1. Determine your ideal job
Write 2 -3 job titles which describe your ideal position. This will also help you with the next steps.
2. Location, location, location
Determine what companies and geographical locations you’ll be open to. Depending on how much time you can devote to your job search, write a list of 20-40 companies related to your search. A simple web search will suffice. A spreadsheet with the companies’ URLs can optimize your search and save you time.
Also, are you available for globally or local opportunities?

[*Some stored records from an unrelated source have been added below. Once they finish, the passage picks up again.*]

//! Serializes every blocking wait on child processes.
//!
//! Only the reaper calls `waitpid(-1, ..)`. Statuses it collects land in a table that any
//! thread can drain for the pids it cares about. With the threaded strategy a background loop
//! does the waiting. It is started on demand when a child is spawned and exits once there are
//! no children left. Each spawn bumps a generation counter, so the loop can tell "no children
//! left" apart from "a child was forked after I last looked".

use super::{signals, status::ProcStatus};
use nix::{errno::Errno, unistd::Pid};
use std::{
    collections::VecDeque,
    sync::{
        atomic::{AtomicU32, Ordering},
        Arc, Condvar, Mutex, MutexGuard, OnceLock, PoisonError,
    },
    thread,
    time::{Duration, Instant},
};

/// How long a direct reaper sleeps between checks on a bounded wait.
const DIRECT_POLL: Duration = Duration::from_millis(10);

static GLOBAL: OnceLock<Arc<Reaper>> = OnceLock::new();

#[derive(Clone, Copy, Debug, PartialEq, Eq, Hash)]
pub enum ReapStrategy {
    /// A background thread blocks in `waitpid` on behalf of everyone.
    Thread,
    /// Whoever waits drains `waitpid` on their own thread, prompted by the SIGCHLD counter.
    Direct,
}

impl Default for ReapStrategy {
    fn default() -> Self { ReapStrategy::Thread }
}

/// How long to wait for a status.
#[derive(Clone, Copy, Debug, PartialEq, Eq)]
pub enum Timeout {
    /// Check the table without blocking.
    Poll,
    After(Duration),
    Never,
}

impl Timeout {
    /// Zero polls, a negative value waits indefinitely, and a positive value is a deadline that
    /// many microseconds from now.
    pub fn from_micros(micros: i64) -> Self {
        match micros {
            0 => Timeout::Poll,
            micros if micros < 0 => Timeout::Never,
            micros => Timeout::After(Duration::from_micros(micros as u64)),
        }
    }
}

#[derive(Debug, Default)]
struct State {
    generation: u32,
    running:    bool,
    interrupts: u64,
    statuses:   VecDeque<(Pid, ProcStatus)>,
}

#[derive(Debug)]
pub struct Reaper {
    strategy:     ReapStrategy,
    state:        Mutex<State>,
    cond:         Condvar,
    last_sigchld: AtomicU32,
}

impl Reaper {
    /// Creates an independent reaper. Only one reaper should be waiting on children at a time
    /// in any process, since each would steal statuses meant for the other.
    pub fn new(strategy: ReapStrategy) -> Arc<Self> {
        Arc::new(Reaper {
            strategy,
            state: Mutex::new(State::default()),
            cond: Condvar::new(),
            last_sigchld: AtomicU32::new(signals::sigchld_generation()),
        })
    }

    /// The reaper shared by the whole process. The strategy of the first caller wins.
    pub fn global(strategy: ReapStrategy) -> Arc<Self> {
        let reaper = GLOBAL.get_or_init(|| Reaper::new(strategy)).clone();
        if reaper.strategy != strategy {
            log::debug!("reaper already running with the {:?} strategy", reaper.strategy);
        }
        reaper
    }

    pub fn strategy(&self) -> ReapStrategy { self.strategy }

    /// The background loop is alive.
    pub fn running(&self) -> bool { self.lock().running }

    fn lock(&self) -> MutexGuard<'_, State> { self.state.lock().unwrap_or_else(PoisonError::into_inner) }

    /// Must be called after every fork. Starts the background loop if it is not running.
    pub fn spawned(self: &Arc<Self>) {
        let mut state = self.lock();
        state.generation = state.generation.wrapping_add(1);
        if self.strategy == ReapStrategy::Direct || state.running {
            return;
        }

        state.running = true;
        let reaper = self.clone();
        let spawned = thread::Builder::new().name("jobsh: reaper".into()).spawn(move || reaper.run());
        if let Err(why) = spawned {
            log::error!("unable to start the reaper thread: {}", why);
            state.running = false;
        }
    }

    fn run(&self) {
        log::debug!("reaper started");
        let mut state = self.lock();
        loop {
            let generation = state.generation;
            drop(state);
            let result = sys::waitpid(-1, sys::WUNTRACED);
            state = self.lock();

            match result {
                Ok(Some((pid, status))) => {
                    state.statuses.push_back((pid, ProcStatus::from_raw(status)));
                    self.cond.notify_all();
                }
                Ok(None) => (),
                Err(Errno::EINTR) => {
                    state.interrupts = state.interrupts.wrapping_add(1);
                    self.cond.notify_all();
                }
                Err(Errno::ECHILD) if state.generation == generation => break,
                Err(Errno::ECHILD) => (),
                Err(why) => {
                    log::error!("reaper wait failed: {}", why);
                    break;
                }
            }
        }

        state.running = false;
        log::debug!("reaper exited");
    }

    /// Wakes every thread waiting on a status, without adding one.
    pub fn wake(&self) {
        let mut state = self.lock();
        state.interrupts = state.interrupts.wrapping_add(1);
        self.cond.notify_all();
    }

    /// Records a status collected elsewhere.
    pub fn deposit(&self, pid: Pid, status: ProcStatus) {
        self.lock().statuses.push_back((pid, status));
        self.cond.notify_all();
    }

    /// Takes the first status for a pid accepted by `wanted` out of the table, waiting up to
    /// `timeout` for one to arrive. A wait ends early with `None` when the waiters are woken
    /// without a status.
    pub fn acquire<F: Fn(Pid) -> bool>(&self, wanted: F, timeout: Timeout) -> Option<(Pid, ProcStatus)> {
        let deadline = match timeout {
            Timeout::After(duration) => Some(Instant::now() + duration),
            _ => None,
        };

        let mut state = self.lock();
        let interrupts = state.interrupts;
        loop {
            if self.strategy == ReapStrategy::Direct {
                drop(state);
                let drained = self.drain_children(timeout == Timeout::Never);
                state = self.lock();
                if let Some(found) = take(&mut state, &wanted) {
                    return Some(found);
                }

                match drained {
                    // Nothing left that could ever produce a status.
                    Err(Errno::ECHILD) if timeout == Timeout::Never => return None,
                    Ok(_) | Err(_) if timeout == Timeout::Never => continue,
                    _ => (),
                }
            } else if let Some(found) = take(&mut state, &wanted) {
                return Some(found);
            }

            if timeout == Timeout::Poll || state.interrupts != interrupts {
                return None;
            }

            state = match deadline {
                Some(deadline) => {
                    let now = Instant::now();
                    if now >= deadline {
                        return None;
                    }
                    let mut wait = deadline - now;
                    if self.strategy == ReapStrategy::Direct {
                        wait = wait.min(DIRECT_POLL);
                    }
                    self.cond.wait_timeout(state, wait).unwrap_or_else(PoisonError::into_inner).0
                }
                None => self.cond.wait(state).unwrap_or_else(PoisonError::into_inner),
            };
        }
    }

    /// A convenience over `acquire` for a single pid.
    pub fn acquire_pid(&self, pid: Pid, timeout: Timeout) -> Option<ProcStatus> {
        self.acquire(|candidate| candidate == pid, timeout).map(|(_, status)| status)
    }

    /// Number of statuses collected but not yet acquired.
    pub fn pending(&self) -> usize { self.lock().statuses.len() }

    /// Collects child statuses on the calling thread. Without `block`, nothing is done unless
    /// a SIGCHLD has arrived since the previous drain. With `block`, the first wait blocks
    /// until some child changes state.
    fn drain_children(&self, block: bool) -> nix::Result<usize> {
        let generation = signals::sigchld_generation();
        if !block && generation == self.last_sigchld.load(Ordering::Acquire) {
            return Ok(0);
        }

        let mut drained = 0;
        let result = loop {
            let options = if block && drained == 0 {
                sys::WUNTRACED
            } else {
                sys::WUNTRACED | sys::WNOHANG
            };

            match sys::waitpid(-1, options) {
                Ok(Some((pid, status))) => {
                    self.deposit(pid, ProcStatus::from_raw(status));
                    drained += 1;
                }
                Ok(None) => break Ok(drained),
                Err(Errno::EINTR) => continue,
                Err(Errno::ECHILD) if drained > 0 => break Ok(drained),
                Err(why) => break Err(why),
            }
        };

        self.last_sigchld.store(generation, Ordering::Release);
        result
    }
}

fn take<F: Fn(Pid) -> bool>(state: &mut State, wanted: &F) -> Option<(Pid, ProcStatus)> {
    let index = state.statuses.iter().position(|&(pid, _)| wanted(pid))?;
    state.statuses.remove(index)
}

#[cfg(test)]
mod tests {
    use super::*;
    use nix::{
        sys::signal::Signal,
        unistd::{fork, ForkResult},
    };
    use serial_test_derive::serial;
    use std::thread;

    #[test]
    fn timeout_from_micros() {
        assert_eq!(Timeout::from_micros(0), Timeout::Poll);
        assert_eq!(Timeout::from_micros(-1), Timeout::Never);
        assert_eq!(Timeout::from_micros(1500), Timeout::After(Duration::from_micros(1500)));
    }

    #[test]
    fn acquire_erases_entry() {
        let reaper = Reaper::new(ReapStrategy::Thread);
        let pid = Pid::from_raw(4242);
        reaper.deposit(pid, ProcStatus::from_exit_code(0));
        assert_eq!(reaper.acquire_pid(pid, Timeout::Poll), Some(ProcStatus::from_exit_code(0)));
        assert_eq!(reaper.acquire_pid(pid, Timeout::Poll), None);
        let start = Instant::now();
        assert_eq!(reaper.acquire_pid(pid, Timeout::After(Duration::from_millis(20))), None);
        assert!(start.elapsed() >= Duration::from_millis(20));
    }

    #[test]
    fn statuses_are_taken_in_arrival_order() {
        let reaper = Reaper::new(ReapStrategy::Thread);
        let pid = Pid::from_raw(77);
        reaper.deposit(Pid::from_raw(78), ProcStatus::from_exit_code(9));
        reaper.deposit(pid, ProcStatus::from_stop(Signal::SIGTSTP));
        reaper.deposit(pid, ProcStatus::from_exit_code(1));

        assert!(reaper.acquire_pid(pid, Timeout::Poll).unwrap().stopped());
        assert_eq!(reaper.acquire_pid(pid, Timeout::Poll).unwrap().exit_code(), 1);
        assert_eq!(reaper.pending(), 1);
        let any = reaper.acquire(|_| true, Timeout::Poll);
        assert_eq!(any, Some((Pid::from_raw(78), ProcStatus::from_exit_code(9))));
    }

    #[test]
    fn waiter_is_woken_by_deposit() {
        let reaper = Reaper::new(ReapStrategy::Thread);
        let pid = Pid::from_raw(31337);
        let producer = reaper.clone();
        let handle = thread::spawn(move || {
            thread::sleep(Duration::from_millis(20));
            producer.deposit(pid, ProcStatus::from_exit_code(5));
        });

        let status = reaper.acquire_pid(pid, Timeout::Never).unwrap();
        assert_eq!(status.exit_code(), 5);
        handle.join().unwrap();
    }

    #[test]
    fn wake_interrupts_waiters() {
        let reaper = Reaper::new(ReapStrategy::Thread);
        let waker = reaper.clone();
        let handle = thread::spawn(move || {
            thread::sleep(Duration::from_millis(20));
            waker.wake();
        });

        assert_eq!(reaper.acquire_pid(Pid::from_raw(1), Timeout::Never), None);
        handle.join().unwrap();
    }

    #[test]
    #[serial]
    fn loop_exits_without_children_and_restarts_on_spawn() {
        let reaper = Reaper::new(ReapStrategy::Thread);
        for code in 1..=2 {
            let pid = match unsafe { fork() }.unwrap() {
                ForkResult::Child => sys::fork_exit(code),
                ForkResult::Parent { child } => child,
            };
            reaper.spawned();
            assert!(reaper.running());
            assert_eq!(reaper.acquire_pid(pid, Timeout::Never).unwrap().exit_code(), code);

            let deadline = Instant::now() + Duration::from_secs(5);
            while reaper.running() {
                assert!(Instant::now() < deadline, "reaper kept waiting with no children");
                thread::sleep(Duration::from_millis(5));
            }
        }
    }
}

3. Avoid mediocre research
When researching on potential employers, it is tempting to do a basic search such as the date the company was established, size of the company. While these are important for you to know, these common details will not distinguish you from other applicants. Find unique and positive details about the companies that you can discuss at potential interviews.
4. Fine-tune your CV
Craft your resume to match the job titles in step 1. For tech jobs, I suggest you follow the Name-Tech Skills-Education/Certifications CV format. The hiring manager will be initially keen on your technical skills.
Also keep in mind that different systems display documents in different ways, so keep the graphics to a minimum and use the same layout consistently on all pages. Save it in PDF and Word format.
5. Apply responsibly
Sign up and search on 2–3 job search portals such as LinkedIn, Indeed or Monster Jobs. It is important to stick to the job titles in step 1, not just any job. This will save you a lot of time. This will give the right impression of being determined and passionate.
Next, use the spreadsheet created in step 2. Go on to employers’ websites using your spreadsheet and apply. Get contact details and call/mail. Be polite and specific. I suggest finishing off portals before moving to this step. Avoid multitasking when searching to avoid errors.
Finally, always be prepared for phone calls. Have your opening pitch set, work on your tone and avoid sounding monotonic.